November 17, 2010 at 11:51 am #17063Aetheling
ParticipantI don't contest your information about the Gaza strip and other occupied territories but this fence project is about the Israeli-Egyptian border. The official reasons for this fence are more about migrants, smugglers and drug traffickers than terrorism.Hence my surprise.
November 17, 2010 at 2:51 pm #17064scout1067
ParticipantWalls and fences don't stop all traffic but they do reduce it to largely manageable levels. Arent the Egyptians doing something like driving steel plates into the ground to cut off the tunnels used to smuggle stuff into the Gaza strip? Here it is Gazans cut through Egypt's border barrier, Apparently that isnt working too well for the Egyptians, I would flood the space between the steel plates personally. It might drown some smugglers but there deaths would probably deter even more from even trying it.

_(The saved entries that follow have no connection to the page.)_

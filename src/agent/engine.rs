//! The generate → tool → generate loop behind every [`LlmAgent`](super::LlmAgent).

use std::sync::Arc;

use futures::StreamExt;
use tracing::debug;

use super::invocation::Invocation;
use super::llm_agent::AgentCore;
use super::tool_phase::{execute_tools, ToolScope};
use crate::context::RunContext;
use crate::error::{AgentryError, Result};
use crate::middleware::Handler;
use crate::provider::{ModelRequest, ModelResponse};
use crate::stream::MessageStream;
use crate::tools::ToolRegistry;
use crate::types::{Message, Role, USER_AUTHOR};

/// Terminal handler wrapped by the agent's middleware chain.
pub(crate) struct AgentLoop {
    pub(crate) core: Arc<AgentCore>,
}

impl Handler for AgentLoop {
    fn handle(&self, ctx: RunContext, invocation: Invocation) -> MessageStream {
        let core = self.core.clone();
        Box::pin(async_stream::stream! {
            let tools = match core.tools.resolve(core.resolver.as_deref(), &ctx).await {
                Ok(tools) => tools,
                Err(error) => {
                    yield Err(error);
                    return;
                }
            };
            let messages = match prepare_messages(&invocation).await {
                Ok(messages) => messages,
                Err(error) => {
                    yield Err(error);
                    return;
                }
            };
            let mut request = ModelRequest {
                instruction: core.instruction.clone(),
                messages,
                tools: tools.definitions(),
                input_schema: core.input_schema.clone(),
                output_schema: core.output_schema.clone(),
            };
            let scope = ToolScope {
                invocation_id: invocation.id.clone(),
                agent: core.name.clone(),
                session_id: invocation.session_id().map(str::to_string),
            };

            for iteration in 1..=core.max_iterations {
                if ctx.is_canceled() {
                    yield Err(AgentryError::Canceled);
                    return;
                }
                debug!(
                    invocation_id = %invocation.id,
                    agent = %core.name,
                    iteration,
                    streamable = invocation.streamable,
                    "generating"
                );

                let mut final_response = None;
                if invocation.streamable {
                    let opened = tokio::select! {
                        biased;
                        _ = ctx.canceled() => Err(AgentryError::Canceled),
                        opened = core.provider.new_stream(&ctx, &request) => opened,
                    };
                    let mut chunks = match opened {
                        Ok(chunks) => chunks,
                        Err(error) => {
                            yield Err(error);
                            return;
                        }
                    };
                    loop {
                        let next = tokio::select! {
                            biased;
                            _ = ctx.canceled() => Some(Err(AgentryError::Canceled)),
                            next = chunks.next() => next,
                        };
                        let Some(chunk) = next else { break };
                        match chunk {
                            Ok(response) => {
                                let message = stamp(response, &invocation.id, &core.name);
                                if message.is_completed() {
                                    final_response = Some(message);
                                    break;
                                }
                                yield Ok(message);
                            }
                            Err(error) => {
                                yield Err(error);
                                return;
                            }
                        }
                    }
                } else {
                    let generated = tokio::select! {
                        biased;
                        _ = ctx.canceled() => Err(AgentryError::Canceled),
                        generated = core.provider.generate(&ctx, &request) => generated,
                    };
                    match generated {
                        Ok(response) => final_response = Some(stamp(response, &invocation.id, &core.name)),
                        Err(error) => {
                            yield Err(error);
                            return;
                        }
                    }
                }

                let Some(response) = final_response else {
                    yield Err(AgentryError::MissingFinalResponse);
                    return;
                };

                if response.role == Role::Tool {
                    let tool_message = match run_tool_round(&ctx, &tools, response, &scope, &invocation).await {
                        Ok(message) => message,
                        Err(error) => {
                            yield Err(error);
                            return;
                        }
                    };
                    request.messages.push(tool_message);
                    continue;
                }

                if response.is_completed() {
                    if let Some(session) = &invocation.session {
                        if let Err(error) = session.append(vec![response.clone()]).await {
                            yield Err(error);
                            return;
                        }
                    }
                }
                debug!(
                    invocation_id = %invocation.id,
                    agent = %core.name,
                    iteration,
                    "invocation completed"
                );
                yield Ok(response);
                return;
            }

            yield Err(AgentryError::MaxIterationsExceeded(core.max_iterations));
        })
    }
}

/// Session snapshot, caller history, then the new input. The input message is
/// recorded in the session once, before any model call; a re-run of the same
/// invocation finds it in the snapshot instead.
async fn prepare_messages(invocation: &Invocation) -> Result<Vec<Message>> {
    let mut messages = Vec::new();
    if let Some(session) = &invocation.session {
        messages.extend(session.history().await?);
    }
    let Some(input) = &invocation.message else {
        messages.extend(invocation.history.iter().cloned());
        return Ok(messages);
    };
    let recorded = messages
        .iter()
        .any(|m| m.id == input.id && m.invocation_id == invocation.id);
    if recorded {
        messages.extend(invocation.history.iter().cloned());
        return Ok(messages);
    }

    let mut input = input.clone().with_invocation_id(invocation.id.clone());
    if input.author.is_empty() {
        input.author = USER_AUTHOR.to_string();
    }
    if let Some(session) = &invocation.session {
        session.append(vec![input.clone()]).await?;
    }
    messages.extend(invocation.history.iter().cloned());
    messages.push(input);
    Ok(messages)
}

/// Execute the requested tools and persist the filled-in tool message. The
/// tool message is intermediate state and is never yielded.
async fn run_tool_round(
    ctx: &RunContext,
    tools: &ToolRegistry,
    response: Message,
    scope: &ToolScope,
    invocation: &Invocation,
) -> Result<Message> {
    let tool_message = execute_tools(ctx, tools, response, scope).await?;
    if let Some(session) = &invocation.session {
        session.append(vec![tool_message.clone()]).await?;
    }
    Ok(tool_message)
}

fn stamp(response: ModelResponse, invocation_id: &str, author: &str) -> Message {
    let mut message = response.message;
    message.invocation_id = invocation_id.to_string();
    message.author = author.to_string();
    message
}
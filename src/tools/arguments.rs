//! Typed access to serialized tool arguments.

use crate::error::{AgentryError, Result};

/// Parsed tool call arguments.
///
/// Tool calls carry their arguments as serialized JSON text; this wrapper
/// parses once and offers typed extraction.
#[derive(Debug, Clone, PartialEq)]
pub struct ToolArguments {
    value: serde_json::Value,
}

impl ToolArguments {
    pub fn new(value: serde_json::Value) -> Self {
        Self { value }
    }

    /// Parse serialized arguments. Blank input is treated as `{}`.
    pub fn parse(raw: &str) -> Result<Self> {
        let trimmed = raw.trim();
        if trimmed.is_empty() {
            return Ok(Self::new(serde_json::json!({})));
        }
        serde_json::from_str(trimmed)
            .map(Self::new)
            .map_err(|e| AgentryError::InvalidArgument(format!("malformed tool arguments: {e}")))
    }

    pub fn raw(&self) -> &serde_json::Value {
        &self.value
    }

    pub fn get_str(&self, key: &str) -> Result<&str> {
        self.value
            .get(key)
            .and_then(|v| v.as_str())
            .ok_or_else(|| AgentryError::InvalidArgument(format!("Missing string argument: {key}")))
    }

    pub fn get_str_opt(&self, key: &str) -> Option<&str> {
        self.value.get(key).and_then(|v| v.as_str())
    }

    pub fn get_i64(&self, key: &str) -> Result<i64> {
        self.value
            .get(key)
            .and_then(|v| v.as_i64())
            .ok_or_else(|| AgentryError::InvalidArgument(format!("Missing integer argument: {key}")))
    }

    pub fn get_bool(&self, key: &str) -> Result<bool> {
        self.value
            .get(key)
            .and_then(|v| v.as_bool())
            .ok_or_else(|| AgentryError::InvalidArgument(format!("Missing boolean argument: {key}")))
    }

    /// Deserialize all arguments into a typed struct.
    pub fn deserialize<T: serde::de::DeserializeOwned>(&self) -> Result<T> {
        serde_json::from_value(self.value.clone()).map_err(|e| {
            AgentryError::InvalidArgument(format!("Failed to deserialize arguments: {e}"))
        })
    }
}
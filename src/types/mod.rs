//! Core types for Agentry.

pub mod message;

pub use message::*;
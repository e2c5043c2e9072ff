//! Agents and the invocation engine.

mod engine;
pub mod invocation;
pub mod llm_agent;
mod resume;
pub mod tool_phase;

pub use invocation::{new_invocation_id, Invocation};
pub use llm_agent::{LlmAgent, LlmAgentBuilder};
pub use tool_phase::{execute_tools, ToolScope};

use crate::context::RunContext;
use crate::stream::MessageStream;

/// Anything that can run an invocation: model-backed agents, and flow
/// combinators built on top of them.
pub trait Agent: Send + Sync {
    fn name(&self) -> &str;

    fn description(&self) -> &str {
        ""
    }

    /// Run one turn. The returned sequence is lazy: nothing happens until it
    /// is polled, and dropping it stops all further work.
    fn run(&self, ctx: RunContext, invocation: Invocation) -> MessageStream;
}
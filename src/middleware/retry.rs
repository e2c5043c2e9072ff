use std::sync::Arc;

use futures::StreamExt;

use super::{Handler, Middleware};
use crate::agent::Invocation;
use crate::config::AgentryConfig;
use crate::context::RunContext;
use crate::stream::MessageStream;
use crate::util::retry::RetryPolicy;

/// Re-runs the wrapped handler on retryable failures.
///
/// A retry only happens while nothing has been yielded yet; once a message
/// reached the consumer, a later error is passed through unchanged.
#[derive(Debug, Clone, Default)]
pub struct Retry {
    policy: RetryPolicy,
}

impl Retry {
    pub fn new(policy: RetryPolicy) -> Self {
        Self { policy }
    }

    pub fn from_config(config: &AgentryConfig) -> Self {
        Self::new(RetryPolicy::from(&config.retry))
    }
}

impl Middleware for Retry {
    fn wrap(&self, next: Arc<dyn Handler>) -> Arc<dyn Handler> {
        Arc::new(RetryHandler {
            next,
            policy: self.policy.clone(),
        })
    }
}

struct RetryHandler {
    next: Arc<dyn Handler>,
    policy: RetryPolicy,
}

impl Handler for RetryHandler {
    fn handle(&self, ctx: RunContext, invocation: Invocation) -> MessageStream {
        let next = self.next.clone();
        let policy = self.policy.clone();
        Box::pin(async_stream::stream! {
            let mut attempt = 0u32;
            'attempts: loop {
                attempt += 1;
                let mut inner = next.handle(ctx.clone(), invocation.clone());
                let mut yielded = false;
                while let Some(item) = inner.next().await {
                    match item {
                        Ok(message) => {
                            yielded = true;
                            yield Ok(message);
                        }
                        Err(error) if !yielded && !ctx.is_canceled() && policy.should_retry(attempt, &error) => {
                            tracing::warn!(
                                invocation_id = %invocation.id,
                                attempt,
                                max_attempts = policy.max_attempts,
                                error = %error,
                                "retrying invocation"
                            );
                            drop(inner);
                            tokio::time::sleep(policy.delay(attempt)).await;
                            continue 'attempts;
                        }
                        Err(error) => {
                            yield Err(error);
                            break 'attempts;
                        }
                    }
                }
                break;
            }
        })
    }
}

November 17, 2010 at 4:46 pm #17065Aetheling
ParticipantWalls and fences don't stop all traffic but they do reduce it to largely manageable levels. Arent the Egyptians doing something like driving steel plates into the ground to cut off the tunnels used to smuggle stuff into the Gaza strip? Here it is Gazans cut through Egypt's border barrier, Apparently that isnt working too well for the Egyptians, I would flood the space between the steel plates personally. It might drown some smugglers but there deaths would probably deter even more from even trying it.
... At least 17 people have been killed trying to cross the porous 150-mile border into Israel since May, most of them Africans shot by Egyptian police ... (sic)http://www.telegraph.co.uk/news/worldnews/middleeast/israel/6966502/Israel-to-build-security-barrier-on-border-with-Egypt.html
November 18, 2010 at 5:51 pm #17066scout1067
ParticipantAnd the lesson people should learn… Don't try to cross borders without permission, people get shot doing that. Maybe a policy like that would work along the US/Mexico border.